▶ [WHAT YOU WILL DO]
Select from the records below every line that has the word "BufReader" in it.

▶ [Saved data entries]

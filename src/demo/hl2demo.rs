// CS:GO (Source 1) のデモコンテナを読むデコーダー
// フレームを順に読み、パケット内のゲームイベントだけを取り出す

use super::events::{GameEventTracker, MatchRules, MessageKind};
use super::header::{DemoHeader, HEADER_SIZE};
use super::{DecodeError, DecodeSession, DemoDecoder, DemoEvent};
use std::io::{self, BufReader, Read};
use tracing::{debug, trace};

// フレームコマンド
pub(crate) const CMD_SIGNON: u8 = 1;
pub(crate) const CMD_PACKET: u8 = 2;
pub(crate) const CMD_SYNCTICK: u8 = 3;
pub(crate) const CMD_CONSOLECMD: u8 = 4;
pub(crate) const CMD_USERCMD: u8 = 5;
pub(crate) const CMD_DATATABLES: u8 = 6;
pub(crate) const CMD_STOP: u8 = 7;
pub(crate) const CMD_CUSTOMDATA: u8 = 8;
pub(crate) const CMD_STRINGTABLES: u8 = 9;

/// signon/packetフレームのコマンド情報 (split screen 2人分)
pub(crate) const CMD_INFO_SIZE: usize = 152;

/// 1フレームのペイロード上限
const MAX_PAYLOAD_SIZE: usize = 16 * 1024 * 1024;

// ネットメッセージID
pub(crate) const NET_SET_CONVAR: u64 = 6;
pub(crate) const SVC_GAME_EVENT: u64 = 25;
pub(crate) const SVC_GAME_EVENT_LIST: u64 = 30;

fn message_kind(message_id: u64) -> Option<MessageKind> {
    match message_id {
        NET_SET_CONVAR => Some(MessageKind::SetConVar),
        SVC_GAME_EVENT_LIST => Some(MessageKind::GameEventList),
        SVC_GAME_EVENT => Some(MessageKind::GameEvent),
        _ => None,
    }
}

/// HL2DEMOコンテナのデコーダー
#[derive(Debug, Clone, Copy, Default)]
pub struct Hl2DemoDecoder;

impl Hl2DemoDecoder {
    pub fn new() -> Self {
        Self
    }
}

impl DemoDecoder for Hl2DemoDecoder {
    fn open(&self, source: Box<dyn Read + Send>) -> Result<Box<dyn DecodeSession>, DecodeError> {
        Ok(Box::new(Hl2DemoSession::new(BufReader::new(source))?))
    }

    fn name(&self) -> &'static str {
        "hl2demo"
    }
}

/// 1ファイル分のデコード状態
pub struct Hl2DemoSession<R> {
    reader: R,
    header: DemoHeader,
    offset: u64,
    tracker: GameEventTracker,
    finished: bool,
}

impl<R: Read> Hl2DemoSession<R> {
    /// ヘッダーを読んでセッションを開始
    pub fn new(mut reader: R) -> Result<Self, DecodeError> {
        let header = DemoHeader::read_from(&mut reader)?;
        debug!(
            map = %header.map_name,
            demo_protocol = header.demo_protocol,
            network_protocol = header.network_protocol,
            "demo header decoded"
        );

        Ok(Self {
            reader,
            header,
            offset: HEADER_SIZE as u64,
            tracker: GameEventTracker::new(MatchRules::csgo()),
            finished: false,
        })
    }

    pub fn header(&self) -> &DemoHeader {
        &self.header
    }

    pub fn rules(&self) -> MatchRules {
        self.tracker.rules()
    }

    fn read_frame(&mut self) -> Result<(), DecodeError> {
        let command = self.read_u8()?;
        let tick = self.read_i32()?;
        let _player_slot = self.read_u8()?;

        match command {
            CMD_SIGNON | CMD_PACKET => {
                // コマンド情報 + in/outシーケンス番号
                self.skip(CMD_INFO_SIZE as u64 + 8)?;
                let payload = self.read_payload()?;
                self.decode_packet(&payload)?;
            }
            CMD_SYNCTICK => {}
            CMD_CONSOLECMD | CMD_DATATABLES | CMD_STRINGTABLES => self.skip_payload()?,
            CMD_USERCMD | CMD_CUSTOMDATA => {
                self.skip(4)?;
                self.skip_payload()?;
            }
            CMD_STOP => {
                trace!(tick, "stop frame");
                self.finished = true;
            }
            _ => return Err(DecodeError::UnknownCommand { command, tick }),
        }
        Ok(())
    }

    /// varint id + varint長 + 本体 の並び
    fn decode_packet(&mut self, payload: &[u8]) -> Result<(), DecodeError> {
        let mut buf = payload;
        while !buf.is_empty() {
            let message_id = prost::encoding::decode_varint(&mut buf)?;
            let length = usize::try_from(prost::encoding::decode_varint(&mut buf)?)
                .ok()
                .filter(|length| *length <= buf.len())
                .ok_or_else(|| {
                    DecodeError::Malformed(format!(
                        "net message {message_id} overruns packet before offset {}",
                        self.offset
                    ))
                })?;
            let (body, rest) = buf.split_at(length);
            buf = rest;

            if let Some(kind) = message_kind(message_id) {
                self.tracker.handle(kind, body)?;
            }
        }
        Ok(())
    }

    fn read_u8(&mut self) -> Result<u8, DecodeError> {
        let mut buf = [0u8; 1];
        self.read_exact(&mut buf)?;
        Ok(buf[0])
    }

    fn read_i32(&mut self) -> Result<i32, DecodeError> {
        let mut buf = [0u8; 4];
        self.read_exact(&mut buf)?;
        Ok(i32::from_le_bytes(buf))
    }

    fn read_length(&mut self) -> Result<usize, DecodeError> {
        let length = self.read_i32()?;
        usize::try_from(length)
            .ok()
            .filter(|len| *len <= MAX_PAYLOAD_SIZE)
            .ok_or_else(|| {
                DecodeError::Malformed(format!(
                    "invalid payload length {length} at offset {}",
                    self.offset
                ))
            })
    }

    fn read_payload(&mut self) -> Result<Vec<u8>, DecodeError> {
        let length = self.read_length()?;
        let mut payload = vec![0u8; length];
        self.read_exact(&mut payload)?;
        Ok(payload)
    }

    fn skip_payload(&mut self) -> Result<(), DecodeError> {
        let length = self.read_length()?;
        self.skip(length as u64)
    }

    fn read_exact(&mut self, buf: &mut [u8]) -> Result<(), DecodeError> {
        let offset = self.offset;
        self.reader.read_exact(buf).map_err(|error| {
            if error.kind() == io::ErrorKind::UnexpectedEof {
                DecodeError::UnexpectedEof { offset }
            } else {
                DecodeError::Io(error)
            }
        })?;
        self.offset += buf.len() as u64;
        Ok(())
    }

    fn skip(&mut self, len: u64) -> Result<(), DecodeError> {
        let skipped = io::copy(&mut (&mut self.reader).take(len), &mut io::sink())?;
        self.offset += skipped;
        if skipped < len {
            return Err(DecodeError::UnexpectedEof {
                offset: self.offset,
            });
        }
        Ok(())
    }
}

impl<R: Read + Send> DecodeSession for Hl2DemoSession<R> {
    fn next_event(&mut self) -> Result<Option<DemoEvent>, DecodeError> {
        loop {
            if let Some(event) = self.tracker.next_event() {
                return Ok(Some(event));
            }
            if self.finished {
                return Ok(None);
            }
            self.read_frame()?;
        }
    }

    fn overtime_count(&self) -> u32 {
        self.tracker.overtime_count()
    }

    fn map_name(&self) -> &str {
        &self.header.map_name
    }
}

#[cfg(test)]
mod tests {
    use super::*;
    use crate::core::Team;
    use crate::demo::synth::DemoBuilder;
    use std::io::Cursor;

    fn open(bytes: Vec<u8>) -> Hl2DemoSession<Cursor<Vec<u8>>> {
        Hl2DemoSession::new(Cursor::new(bytes)).unwrap()
    }

    /// 全イベントと、その時点の延長戦番号
    fn drain(session: &mut Hl2DemoSession<Cursor<Vec<u8>>>) -> Vec<(DemoEvent, u32)> {
        let mut events = Vec::new();
        while let Some(event) = session.next_event().unwrap() {
            events.push((event, session.overtime_count()));
        }
        events
    }

    #[test]
    fn test_header_and_map_name() {
        let session = open(DemoBuilder::new("de_overpass").build());
        assert_eq!(session.map_name(), "de_overpass");
        assert_eq!(session.header().game_directory, "csgo");
    }

    #[test]
    fn test_regulation_rounds_have_no_overtime() {
        let mut session = open(DemoBuilder::new("de_dust2").rounds([2, 3, 3]).build());
        let events = drain(&mut session);

        assert_eq!(
            events,
            vec![
                (DemoEvent::RoundEnd { winner: Team::Terrorists }, 0),
                (DemoEvent::RoundEnd { winner: Team::CounterTerrorists }, 0),
                (DemoEvent::RoundEnd { winner: Team::CounterTerrorists }, 0),
            ]
        );
        assert!(session.next_event().unwrap().is_none());
    }

    #[test]
    fn test_overtime_rounds_are_numbered() {
        let bytes = DemoBuilder::new("de_inferno")
            .match_start()
            .rounds(std::iter::repeat(2).take(30))
            .rounds([3, 3, 2, 2, 3, 3])
            .rounds([2])
            .win_panel_match()
            .build();
        let mut session = open(bytes);
        let events = drain(&mut session);

        assert_eq!(events.len(), 38);
        assert_eq!(events[29].1, 0);
        assert_eq!(events[30], (DemoEvent::RoundEnd { winner: Team::CounterTerrorists }, 1));
        assert_eq!(events[35].1, 1);
        assert_eq!(events[36], (DemoEvent::RoundEnd { winner: Team::Terrorists }, 2));
        assert_eq!(events[37].0, DemoEvent::WinPanelMatch);
    }

    #[test]
    fn test_convars_change_rules() {
        let bytes = DemoBuilder::new("de_ancient")
            .convar("mp_maxrounds", "24")
            .convar("mp_overtime_maxrounds", "6")
            .rounds(std::iter::repeat(3).take(25))
            .build();
        let mut session = open(bytes);
        let events = drain(&mut session);

        assert_eq!(
            session.rules(),
            MatchRules {
                max_rounds: 24,
                overtime_rounds: 6
            }
        );
        assert_eq!(events[23].1, 0);
        assert_eq!(events[24].1, 1);
    }

    #[test]
    fn test_match_start_resets_round_counter() {
        // ウォームアップ中のラウンドは数えない
        let bytes = DemoBuilder::new("de_vertigo")
            .rounds(std::iter::repeat(2).take(31))
            .match_start()
            .rounds([3])
            .build();
        let mut session = open(bytes);
        let events = drain(&mut session);

        assert_eq!(events[30].1, 1);
        assert_eq!(events[31].1, 0);
    }

    #[test]
    fn test_unknown_winner_value() {
        let mut session = open(DemoBuilder::new("de_train").round_end(9).build());
        let events = drain(&mut session);
        assert_eq!(events[0].0, DemoEvent::RoundEnd { winner: Team::Unknown(9) });
    }

    #[test]
    fn test_missing_stop_frame_is_unexpected_eof() {
        let mut session = open(DemoBuilder::new("de_mirage").rounds([2]).build_without_stop());

        assert!(matches!(
            session.next_event(),
            Ok(Some(DemoEvent::RoundEnd { .. }))
        ));
        assert!(matches!(
            session.next_event(),
            Err(DecodeError::UnexpectedEof { .. })
        ));
    }

    #[test]
    fn test_unknown_command_is_rejected() {
        let mut bytes = DemoBuilder::new("de_mirage").build_without_stop();
        bytes.push(0x2a);
        bytes.extend_from_slice(&128i32.to_le_bytes());
        bytes.push(0);

        let mut session = open(bytes);
        let error = session.next_event().unwrap_err();
        assert!(matches!(
            error,
            DecodeError::UnknownCommand {
                command: 0x2a,
                tick: 128
            }
        ));
    }

    #[test]
    fn test_skips_non_packet_frames() {
        let mut bytes = DemoBuilder::new("de_cache").build_without_stop();
        // consolecmd
        bytes.push(CMD_CONSOLECMD);
        bytes.extend_from_slice(&10i32.to_le_bytes());
        bytes.push(0);
        bytes.extend_from_slice(&5i32.to_le_bytes());
        bytes.extend_from_slice(b"echo\0");
        // usercmd
        bytes.push(CMD_USERCMD);
        bytes.extend_from_slice(&11i32.to_le_bytes());
        bytes.push(0);
        bytes.extend_from_slice(&7i32.to_le_bytes());
        bytes.extend_from_slice(&2i32.to_le_bytes());
        bytes.extend_from_slice(&[1, 2]);
        // stop
        bytes.push(CMD_STOP);
        bytes.extend_from_slice(&12i32.to_le_bytes());
        bytes.push(0);

        let mut session = open(bytes);
        assert!(session.next_event().unwrap().is_none());
    }

    #[test]
    fn test_decoder_open_rejects_garbage() {
        let decoder = Hl2DemoDecoder::new();
        let result = decoder.open(Box::new(Cursor::new(b"definitely not a demo".to_vec())));
        assert!(matches!(result, Err(DecodeError::InvalidHeader(_))));
        assert_eq!(decoder.name(), "hl2demo");
    }
}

▶ [SOLVED EXERCISE]
use std::io::{self, BufReader, Read};
        Ok(Box::new(Hl2DemoSession::new(BufReader::new(source))?))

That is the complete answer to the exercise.